For ESXi hosts with versions earlier than 7.0, in-place upgrade of a host is not supported in the following scenarios:

  • You are upgrading a vLCM-enabled cluster.
  • More than one N-VDS switch is configured on the host.
  • More than 1000 vNICs are configured on the ESXi host and the VM's vNICs connect to a single VDS. If the host has multiple VDS for NSX, this vNIC limit is per VDS.
  • ENS is configured on the host N-VDS switch.
  • vSAN(with LACP) is configured on the host N-VDS switch.
  • Layer 7 firewall rules or Identity Firewall rules are enabled.
  • VMkernel interface is configured on the overlay network.
  • Service Insertion has been configured to redirect north-south traffic or east-west traffic. See Security in the NSX Administration Guide for information on uninstalling service insertion.
  • A VProbe-based packet capture is in progress.
  • IDS/IPS or distributed malware prevention is enabled for your NSX environment.
For vSAN clusters:
  • NSX in-place upgrade does not check vSAN health. The absence of a check means that in the event of a failure, you may experience a breach of vSAN FTT and/or some data loss.
  • When upgrading to NSX 4.1.0 using in-place upgrade, serial upgrade within the cluster is recommended.
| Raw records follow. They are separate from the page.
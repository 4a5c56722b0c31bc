#![allow(dead_code)]

use cors_filter_rs::Headers;
use cors_filter_rs::constants::header;

pub fn header_value<'a>(headers: &'a Headers, name: &str) -> Option<&'a str> {
    headers
        .iter()
        .find(|(k, _)| k.eq_ignore_ascii_case(name))
        .map(|(_, v)| v.as_str())
}

pub fn has_header(headers: &Headers, name: &str) -> bool {
    header_value(headers, name).is_some()
}

pub fn has_any_cors_header(headers: &Headers) -> bool {
    header::EMITTED.iter().any(|name| has_header(headers, name))
}

/// Compares two comma separated lists ignoring order and surrounding whitespace.
pub fn contains_only(actual: &str, expected: &str) -> bool {
    let mut a: Vec<_> = actual.split(',').map(str::trim).collect();
    let mut b: Vec<_> = expected.split(',').map(str::trim).collect();
    a.sort_unstable();
    b.sort_unstable();
    a == b
}
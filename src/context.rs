use crate::constants::header;
use http::{HeaderMap, Method};

/// The parts of an incoming request the CORS decision looks at.
#[derive(Debug, Clone, Copy, Default, PartialEq, Eq)]
pub struct RequestContext<'a> {
    pub method: &'a str,
    pub origin: Option<&'a str>,
    pub access_control_request_method: Option<&'a str>,
    pub access_control_request_headers: Option<&'a str>,
}

impl<'a> RequestContext<'a> {
    pub fn new(method: &'a str) -> Self {
        Self {
            method,
            ..Self::default()
        }
    }

    /// Reads the request from `http` types. A header whose value is not
    /// visible ASCII is treated as absent.
    pub fn from_parts(method: &'a Method, headers: &'a HeaderMap) -> Self {
        Self {
            method: method.as_str(),
            origin: header_str(headers, header::ORIGIN),
            access_control_request_method: header_str(
                headers,
                header::ACCESS_CONTROL_REQUEST_METHOD,
            ),
            access_control_request_headers: header_str(
                headers,
                header::ACCESS_CONTROL_REQUEST_HEADERS,
            ),
        }
    }

    pub fn with_origin(mut self, origin: &'a str) -> Self {
        self.origin = Some(origin);
        self
    }

    pub fn with_request_method(mut self, method: &'a str) -> Self {
        self.access_control_request_method = Some(method);
        self
    }

    pub fn with_request_headers(mut self, headers: &'a str) -> Self {
        self.access_control_request_headers = Some(headers);
        self
    }
}

fn header_str<'a>(headers: &'a HeaderMap, name: &str) -> Option<&'a str> {
    headers.get(name).and_then(|value| value.to_str().ok())
}

#[cfg(test)]
#[path = "context_test.rs"]
mod context_test;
  • When upgrading to NSX 4.1.1 and later using in-place upgrade, serial upgrade within the cluster is required.

Management Plane Upgrade

During Upgrade After Upgrade
When upgrading from NSX 3.2, or 3.2.0.1:
  • Do not make any configuration changes during the Management plane upgrade.
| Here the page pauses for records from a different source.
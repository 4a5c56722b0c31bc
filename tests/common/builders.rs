#![allow(dead_code)]

use cors_filter_rs::constants::method;
use cors_filter_rs::{
    AllowedOrigins, CorsDecider, CorsOutcome, Headers, PolicyConfig, RequestContext,
};

/// Policy used by the W3C conformance cases.
pub fn example_policy() -> PolicyBuilder {
    policy()
        .origins("www.example.com")
        .methods("GET,POST,HEAD,OPTIONS,PUT")
        .headers("some-header, some-other-header, my-header")
        .exposed_headers("header-one, header-two,header-three")
        .credentials(true)
        .max_age("10")
}

#[derive(Default)]
pub struct PolicyBuilder {
    policy: PolicyConfig,
}

impl PolicyBuilder {
    pub fn new() -> Self {
        Self::default()
    }

    pub fn origins(mut self, setting: &str) -> Self {
        self.policy.allowed_origins = AllowedOrigins::parse(setting);
        self
    }

    pub fn methods(mut self, setting: &str) -> Self {
        self.policy.allowed_methods = cors_filter_rs::TokenList::parse(setting);
        self
    }

    pub fn headers(mut self, setting: &str) -> Self {
        self.policy.allowed_headers = cors_filter_rs::TokenList::parse(setting);
        self
    }

    pub fn exposed_headers(mut self, value: &str) -> Self {
        self.policy.exposed_headers = value.to_string();
        self
    }

    pub fn credentials(mut self, enabled: bool) -> Self {
        self.policy.support_credentials = enabled;
        self
    }

    pub fn max_age(mut self, value: &str) -> Self {
        self.policy.preflight_max_age = value.to_string();
        self
    }

    pub fn build(self) -> CorsDecider {
        CorsDecider::new(self.policy)
    }
}

pub struct ActualRequestBuilder {
    method: String,
    origin: Option<String>,
}

impl ActualRequestBuilder {
    pub fn new() -> Self {
        Self {
            method: method::PUT.into(),
            origin: None,
        }
    }

    pub fn method(mut self, method: impl Into<String>) -> Self {
        self.method = method.into();
        self
    }

    pub fn origin(mut self, origin: impl Into<String>) -> Self {
        self.origin = Some(origin.into());
        self
    }

    pub fn decide(self, decider: &CorsDecider) -> (CorsOutcome, Headers) {
        let ctx = RequestContext {
            method: &self.method,
            origin: self.origin.as_deref(),
            access_control_request_method: None,
            access_control_request_headers: None,
        };
        let mut headers = Headers::new();
        let outcome = decider.decide(&ctx, &mut headers);
        (outcome, headers)
    }
}

#[derive(Default)]
pub struct PreflightRequestBuilder {
    origin: Option<String>,
    request_method: Option<String>,
    request_headers: Option<String>,
}

impl PreflightRequestBuilder {
    pub fn new() -> Self {
        Self::default()
    }

    pub fn origin(mut self, origin: impl Into<String>) -> Self {
        self.origin = Some(origin.into());
        self
    }

    pub fn request_method(mut self, method: impl Into<String>) -> Self {
        self.request_method = Some(method.into());
        self
    }

    pub fn request_headers(mut self, headers: impl Into<String>) -> Self {
        self.request_headers = Some(headers.into());
        self
    }

    pub fn decide(self, decider: &CorsDecider) -> (CorsOutcome, Headers) {
        let ctx = RequestContext {
            method: method::OPTIONS,
            origin: self.origin.as_deref(),
            access_control_request_method: self.request_method.as_deref(),
            access_control_request_headers: self.request_headers.as_deref(),
        };
        let mut headers = Headers::new();
        let outcome = decider.decide(&ctx, &mut headers);
        (outcome, headers)
    }
}

pub fn policy() -> PolicyBuilder {
    PolicyBuilder::new()
}

pub fn actual_request() -> ActualRequestBuilder {
    ActualRequestBuilder::new()
}

pub fn preflight_request() -> PreflightRequestBuilder {
    PreflightRequestBuilder::new()
}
  • API service is momentarily unavailable.
  • User interface is unavailable for a short period.
  • Configuration changes are allowed.
  • New features introduced in the upgrade are configurable.
  • You need a valid license to use licensed features like T0, T1, Segments, and NSX intelligence.
  • From the Upgrade Coordinator, verify that the upgrade process has completed. Perform configuration tasks only after the upgrade process is complete.